- **What you need to do**: Nothing after the line containing "pub struct CurrentUser(pub" belongs in the answer; write out exactly every line from the start of the material up to it, including it.

- **Extracted material**:
<<<<
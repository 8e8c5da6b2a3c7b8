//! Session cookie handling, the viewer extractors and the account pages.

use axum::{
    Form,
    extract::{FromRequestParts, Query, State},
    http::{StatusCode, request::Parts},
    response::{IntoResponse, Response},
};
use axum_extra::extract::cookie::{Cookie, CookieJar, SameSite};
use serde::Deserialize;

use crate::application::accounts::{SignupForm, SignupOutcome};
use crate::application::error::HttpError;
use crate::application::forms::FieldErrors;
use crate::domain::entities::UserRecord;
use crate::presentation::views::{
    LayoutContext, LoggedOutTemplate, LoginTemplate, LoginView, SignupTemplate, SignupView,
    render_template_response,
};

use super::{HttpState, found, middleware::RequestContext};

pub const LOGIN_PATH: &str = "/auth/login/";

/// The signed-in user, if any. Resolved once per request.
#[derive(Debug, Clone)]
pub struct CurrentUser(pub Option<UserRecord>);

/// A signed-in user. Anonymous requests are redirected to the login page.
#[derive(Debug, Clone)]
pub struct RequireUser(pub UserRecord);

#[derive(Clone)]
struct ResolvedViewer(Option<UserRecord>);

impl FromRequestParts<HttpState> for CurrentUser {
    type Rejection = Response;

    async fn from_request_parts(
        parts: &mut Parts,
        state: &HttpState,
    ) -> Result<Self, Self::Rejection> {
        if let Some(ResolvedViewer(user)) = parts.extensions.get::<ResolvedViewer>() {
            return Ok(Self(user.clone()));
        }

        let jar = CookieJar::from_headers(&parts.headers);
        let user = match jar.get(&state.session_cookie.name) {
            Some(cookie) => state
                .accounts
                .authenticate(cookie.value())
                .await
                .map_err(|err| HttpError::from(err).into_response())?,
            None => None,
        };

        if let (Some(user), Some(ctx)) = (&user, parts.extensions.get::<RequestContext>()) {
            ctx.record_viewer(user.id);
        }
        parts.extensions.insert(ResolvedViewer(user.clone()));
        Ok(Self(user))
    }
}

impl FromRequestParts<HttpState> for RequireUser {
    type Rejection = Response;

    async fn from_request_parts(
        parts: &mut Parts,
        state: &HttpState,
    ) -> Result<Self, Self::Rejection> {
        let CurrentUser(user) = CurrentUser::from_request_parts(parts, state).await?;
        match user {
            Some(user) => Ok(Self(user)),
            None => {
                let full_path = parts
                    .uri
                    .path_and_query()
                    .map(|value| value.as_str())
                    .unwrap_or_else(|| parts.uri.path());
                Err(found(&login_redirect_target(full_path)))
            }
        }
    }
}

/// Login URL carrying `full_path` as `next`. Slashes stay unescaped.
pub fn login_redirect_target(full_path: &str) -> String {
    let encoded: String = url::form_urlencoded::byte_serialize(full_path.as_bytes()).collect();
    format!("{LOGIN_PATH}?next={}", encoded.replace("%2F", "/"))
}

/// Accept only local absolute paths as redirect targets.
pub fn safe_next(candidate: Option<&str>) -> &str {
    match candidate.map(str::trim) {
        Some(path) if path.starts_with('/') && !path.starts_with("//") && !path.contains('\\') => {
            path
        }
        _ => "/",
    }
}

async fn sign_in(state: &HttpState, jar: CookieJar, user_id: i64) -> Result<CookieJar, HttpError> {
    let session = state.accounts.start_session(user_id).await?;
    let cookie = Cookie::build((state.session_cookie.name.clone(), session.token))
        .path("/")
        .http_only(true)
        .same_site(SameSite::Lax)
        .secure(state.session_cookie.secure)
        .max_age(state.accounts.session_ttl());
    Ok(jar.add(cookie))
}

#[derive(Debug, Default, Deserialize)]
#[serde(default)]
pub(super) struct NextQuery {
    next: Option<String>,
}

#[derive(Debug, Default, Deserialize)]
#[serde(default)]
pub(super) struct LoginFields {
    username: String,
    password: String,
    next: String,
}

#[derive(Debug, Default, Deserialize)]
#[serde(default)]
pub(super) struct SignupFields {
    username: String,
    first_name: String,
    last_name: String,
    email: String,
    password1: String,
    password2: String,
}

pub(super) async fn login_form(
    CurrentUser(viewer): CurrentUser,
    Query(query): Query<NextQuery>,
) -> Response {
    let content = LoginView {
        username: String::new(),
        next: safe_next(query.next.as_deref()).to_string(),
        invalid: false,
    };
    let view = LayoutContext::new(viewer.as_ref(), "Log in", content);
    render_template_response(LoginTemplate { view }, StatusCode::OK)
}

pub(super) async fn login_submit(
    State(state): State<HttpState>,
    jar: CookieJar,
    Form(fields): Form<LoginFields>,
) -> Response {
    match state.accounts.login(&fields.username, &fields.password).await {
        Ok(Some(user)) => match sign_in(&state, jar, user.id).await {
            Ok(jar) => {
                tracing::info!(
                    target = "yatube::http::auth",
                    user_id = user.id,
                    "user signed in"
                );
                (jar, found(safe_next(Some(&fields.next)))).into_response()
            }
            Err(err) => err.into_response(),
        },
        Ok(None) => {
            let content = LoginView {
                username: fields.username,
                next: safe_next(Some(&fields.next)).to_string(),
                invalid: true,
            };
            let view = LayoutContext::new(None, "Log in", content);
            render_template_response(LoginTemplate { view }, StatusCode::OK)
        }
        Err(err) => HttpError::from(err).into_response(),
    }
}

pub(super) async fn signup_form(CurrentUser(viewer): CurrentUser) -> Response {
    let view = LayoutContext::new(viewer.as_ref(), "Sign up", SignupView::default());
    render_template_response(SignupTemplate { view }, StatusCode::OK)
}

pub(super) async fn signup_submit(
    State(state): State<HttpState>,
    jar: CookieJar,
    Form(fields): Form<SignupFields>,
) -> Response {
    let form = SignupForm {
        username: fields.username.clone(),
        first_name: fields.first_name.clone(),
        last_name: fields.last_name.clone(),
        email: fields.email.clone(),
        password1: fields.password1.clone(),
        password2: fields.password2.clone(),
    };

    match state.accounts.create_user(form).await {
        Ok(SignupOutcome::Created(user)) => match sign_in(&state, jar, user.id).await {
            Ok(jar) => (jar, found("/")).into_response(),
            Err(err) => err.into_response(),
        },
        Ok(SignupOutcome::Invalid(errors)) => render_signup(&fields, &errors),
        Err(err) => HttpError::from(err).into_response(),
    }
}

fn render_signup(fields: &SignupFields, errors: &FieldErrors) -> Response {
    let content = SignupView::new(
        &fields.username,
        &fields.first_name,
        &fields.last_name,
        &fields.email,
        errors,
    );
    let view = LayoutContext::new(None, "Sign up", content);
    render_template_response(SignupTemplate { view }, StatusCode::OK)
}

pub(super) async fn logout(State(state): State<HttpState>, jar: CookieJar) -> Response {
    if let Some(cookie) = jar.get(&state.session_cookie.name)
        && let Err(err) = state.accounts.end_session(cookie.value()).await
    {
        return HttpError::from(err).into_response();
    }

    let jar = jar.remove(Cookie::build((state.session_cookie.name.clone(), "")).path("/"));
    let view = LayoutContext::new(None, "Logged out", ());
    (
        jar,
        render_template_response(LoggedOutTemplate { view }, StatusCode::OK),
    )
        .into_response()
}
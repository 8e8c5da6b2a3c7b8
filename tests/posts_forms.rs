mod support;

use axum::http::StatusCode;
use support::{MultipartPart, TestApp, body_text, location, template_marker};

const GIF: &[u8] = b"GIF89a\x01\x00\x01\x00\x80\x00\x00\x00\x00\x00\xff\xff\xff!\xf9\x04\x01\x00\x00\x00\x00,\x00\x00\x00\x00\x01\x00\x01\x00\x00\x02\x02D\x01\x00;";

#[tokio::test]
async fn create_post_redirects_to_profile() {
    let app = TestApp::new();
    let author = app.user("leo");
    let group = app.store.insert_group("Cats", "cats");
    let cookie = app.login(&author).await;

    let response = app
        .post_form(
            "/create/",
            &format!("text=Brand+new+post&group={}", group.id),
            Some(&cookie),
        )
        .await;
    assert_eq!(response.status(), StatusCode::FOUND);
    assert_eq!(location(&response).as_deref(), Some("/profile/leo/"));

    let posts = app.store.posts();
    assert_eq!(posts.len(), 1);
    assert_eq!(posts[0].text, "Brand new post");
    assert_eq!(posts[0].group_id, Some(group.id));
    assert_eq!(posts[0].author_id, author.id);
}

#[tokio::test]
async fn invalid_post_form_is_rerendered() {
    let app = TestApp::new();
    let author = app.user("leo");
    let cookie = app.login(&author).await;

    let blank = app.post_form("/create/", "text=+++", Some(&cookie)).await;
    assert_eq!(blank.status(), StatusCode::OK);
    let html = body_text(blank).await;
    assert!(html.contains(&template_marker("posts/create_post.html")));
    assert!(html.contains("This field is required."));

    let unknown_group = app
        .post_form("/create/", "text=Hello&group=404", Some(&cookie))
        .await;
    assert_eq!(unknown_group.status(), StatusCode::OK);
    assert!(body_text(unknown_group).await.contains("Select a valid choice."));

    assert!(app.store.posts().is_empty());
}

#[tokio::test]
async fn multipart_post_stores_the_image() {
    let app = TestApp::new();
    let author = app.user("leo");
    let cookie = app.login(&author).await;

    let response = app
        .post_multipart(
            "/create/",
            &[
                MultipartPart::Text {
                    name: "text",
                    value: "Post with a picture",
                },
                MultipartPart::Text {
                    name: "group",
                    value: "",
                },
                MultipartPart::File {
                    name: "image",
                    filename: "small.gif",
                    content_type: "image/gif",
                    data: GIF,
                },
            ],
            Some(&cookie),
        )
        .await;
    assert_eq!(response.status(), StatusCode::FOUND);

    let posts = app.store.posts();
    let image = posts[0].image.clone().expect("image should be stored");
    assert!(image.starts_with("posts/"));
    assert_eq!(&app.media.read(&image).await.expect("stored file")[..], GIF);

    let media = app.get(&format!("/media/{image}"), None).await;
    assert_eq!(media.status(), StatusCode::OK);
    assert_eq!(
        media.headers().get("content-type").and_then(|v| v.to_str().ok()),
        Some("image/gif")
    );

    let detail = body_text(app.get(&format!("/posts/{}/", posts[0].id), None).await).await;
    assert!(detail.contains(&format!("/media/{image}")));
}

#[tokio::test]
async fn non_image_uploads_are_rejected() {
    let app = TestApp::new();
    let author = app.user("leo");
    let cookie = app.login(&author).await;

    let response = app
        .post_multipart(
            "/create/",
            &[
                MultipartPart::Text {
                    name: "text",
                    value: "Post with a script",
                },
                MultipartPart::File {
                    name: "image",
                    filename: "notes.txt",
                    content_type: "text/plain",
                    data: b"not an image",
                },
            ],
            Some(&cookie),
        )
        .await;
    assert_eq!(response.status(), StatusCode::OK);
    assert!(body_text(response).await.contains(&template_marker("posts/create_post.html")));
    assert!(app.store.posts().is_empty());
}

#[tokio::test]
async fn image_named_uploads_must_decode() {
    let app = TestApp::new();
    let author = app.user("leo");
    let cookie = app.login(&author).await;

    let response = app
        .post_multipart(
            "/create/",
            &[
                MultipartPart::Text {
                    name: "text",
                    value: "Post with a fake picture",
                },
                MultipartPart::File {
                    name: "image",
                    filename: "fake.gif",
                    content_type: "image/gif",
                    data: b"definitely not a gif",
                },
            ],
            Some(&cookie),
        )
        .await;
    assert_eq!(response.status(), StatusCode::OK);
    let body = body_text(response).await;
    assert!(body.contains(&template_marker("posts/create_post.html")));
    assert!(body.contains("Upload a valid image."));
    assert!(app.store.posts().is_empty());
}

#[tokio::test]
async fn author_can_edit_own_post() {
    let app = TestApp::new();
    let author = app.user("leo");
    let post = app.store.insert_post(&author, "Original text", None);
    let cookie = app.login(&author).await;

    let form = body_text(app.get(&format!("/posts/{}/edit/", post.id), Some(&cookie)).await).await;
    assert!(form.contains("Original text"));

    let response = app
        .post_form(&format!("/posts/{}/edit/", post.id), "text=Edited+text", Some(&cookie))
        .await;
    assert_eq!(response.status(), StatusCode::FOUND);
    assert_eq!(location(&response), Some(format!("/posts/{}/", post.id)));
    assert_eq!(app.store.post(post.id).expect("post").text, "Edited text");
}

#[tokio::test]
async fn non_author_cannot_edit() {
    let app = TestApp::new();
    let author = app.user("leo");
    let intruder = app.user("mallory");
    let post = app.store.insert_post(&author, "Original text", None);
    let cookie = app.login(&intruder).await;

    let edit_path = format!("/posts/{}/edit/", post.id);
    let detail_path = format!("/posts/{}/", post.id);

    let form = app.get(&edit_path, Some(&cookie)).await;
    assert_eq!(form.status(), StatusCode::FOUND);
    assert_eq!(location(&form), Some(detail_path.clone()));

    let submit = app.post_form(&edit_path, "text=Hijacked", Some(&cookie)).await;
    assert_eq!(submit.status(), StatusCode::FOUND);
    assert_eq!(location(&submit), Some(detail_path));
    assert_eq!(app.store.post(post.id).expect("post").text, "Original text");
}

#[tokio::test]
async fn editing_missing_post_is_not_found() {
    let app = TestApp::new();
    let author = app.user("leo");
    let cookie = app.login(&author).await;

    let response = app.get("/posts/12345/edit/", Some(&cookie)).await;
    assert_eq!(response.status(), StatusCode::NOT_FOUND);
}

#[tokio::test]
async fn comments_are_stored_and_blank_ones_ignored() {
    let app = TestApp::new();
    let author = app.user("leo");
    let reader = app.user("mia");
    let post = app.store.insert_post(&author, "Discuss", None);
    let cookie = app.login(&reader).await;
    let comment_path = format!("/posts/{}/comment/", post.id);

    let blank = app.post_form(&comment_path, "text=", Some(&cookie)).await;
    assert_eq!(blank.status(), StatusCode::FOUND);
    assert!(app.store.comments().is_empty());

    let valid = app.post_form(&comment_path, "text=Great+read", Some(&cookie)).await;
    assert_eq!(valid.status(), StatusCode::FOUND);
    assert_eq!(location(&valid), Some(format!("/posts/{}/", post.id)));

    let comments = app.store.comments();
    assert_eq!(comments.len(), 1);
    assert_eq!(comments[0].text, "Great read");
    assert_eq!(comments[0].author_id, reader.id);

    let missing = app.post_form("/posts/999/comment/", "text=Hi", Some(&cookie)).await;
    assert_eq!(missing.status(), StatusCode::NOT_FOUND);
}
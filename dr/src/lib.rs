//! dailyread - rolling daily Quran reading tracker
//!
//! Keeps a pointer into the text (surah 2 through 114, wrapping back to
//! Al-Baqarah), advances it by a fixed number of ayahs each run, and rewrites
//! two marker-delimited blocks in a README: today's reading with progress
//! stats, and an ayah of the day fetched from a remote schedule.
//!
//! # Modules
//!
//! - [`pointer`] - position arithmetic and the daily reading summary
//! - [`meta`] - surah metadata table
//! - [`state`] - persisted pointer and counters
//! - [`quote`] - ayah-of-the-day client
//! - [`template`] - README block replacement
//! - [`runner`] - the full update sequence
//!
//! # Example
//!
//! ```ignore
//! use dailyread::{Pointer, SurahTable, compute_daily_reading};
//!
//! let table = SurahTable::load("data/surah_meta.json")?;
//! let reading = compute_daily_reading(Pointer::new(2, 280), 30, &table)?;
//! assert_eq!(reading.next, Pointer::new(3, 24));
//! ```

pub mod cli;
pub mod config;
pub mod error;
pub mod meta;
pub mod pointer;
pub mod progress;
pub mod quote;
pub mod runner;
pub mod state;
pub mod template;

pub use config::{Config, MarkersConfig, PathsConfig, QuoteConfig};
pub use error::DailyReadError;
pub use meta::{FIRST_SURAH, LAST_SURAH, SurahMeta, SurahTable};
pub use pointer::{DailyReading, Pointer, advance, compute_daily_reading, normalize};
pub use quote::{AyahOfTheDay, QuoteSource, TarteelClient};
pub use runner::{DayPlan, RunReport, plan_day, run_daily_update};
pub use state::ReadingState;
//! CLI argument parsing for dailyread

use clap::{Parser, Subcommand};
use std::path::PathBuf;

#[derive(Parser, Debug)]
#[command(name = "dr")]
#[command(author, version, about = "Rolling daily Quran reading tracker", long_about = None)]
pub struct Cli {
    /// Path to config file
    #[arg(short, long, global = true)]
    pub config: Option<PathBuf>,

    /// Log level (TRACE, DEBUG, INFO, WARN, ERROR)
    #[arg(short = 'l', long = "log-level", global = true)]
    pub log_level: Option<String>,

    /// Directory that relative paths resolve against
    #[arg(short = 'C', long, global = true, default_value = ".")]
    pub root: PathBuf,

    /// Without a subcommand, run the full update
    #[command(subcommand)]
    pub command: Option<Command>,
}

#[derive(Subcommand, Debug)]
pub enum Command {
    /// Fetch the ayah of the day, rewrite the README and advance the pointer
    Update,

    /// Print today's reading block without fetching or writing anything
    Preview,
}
>>>>
- **Task answer**:
repository 8e8c5da6b2a3c7b8
//! Session cookie handling, the viewer extractors and the account pages.

use axum::{
    Form,
    extract::{FromRequestParts, Query, State},
    http::{StatusCode, request::Parts},
    response::{IntoResponse, Response},
};
use axum_extra::extract::cookie::{Cookie, CookieJar, SameSite};
use serde::Deserialize;

use crate::application::accounts::{SignupForm, SignupOutcome};
use crate::application::error::HttpError;
use crate::application::forms::FieldErrors;
use crate::domain::entities::UserRecord;
use crate::presentation::views::{
    LayoutContext, LoggedOutTemplate, LoginTemplate, LoginView, SignupTemplate, SignupView,
    render_template_response,
};

use super::{HttpState, found, middleware::RequestContext};

pub const LOGIN_PATH: &str = "/auth/login/";

/// The signed-in user, if any. Resolved once per request.
#[derive(Debug, Clone)]
pub struct CurrentUser(pub Option<UserRecord>);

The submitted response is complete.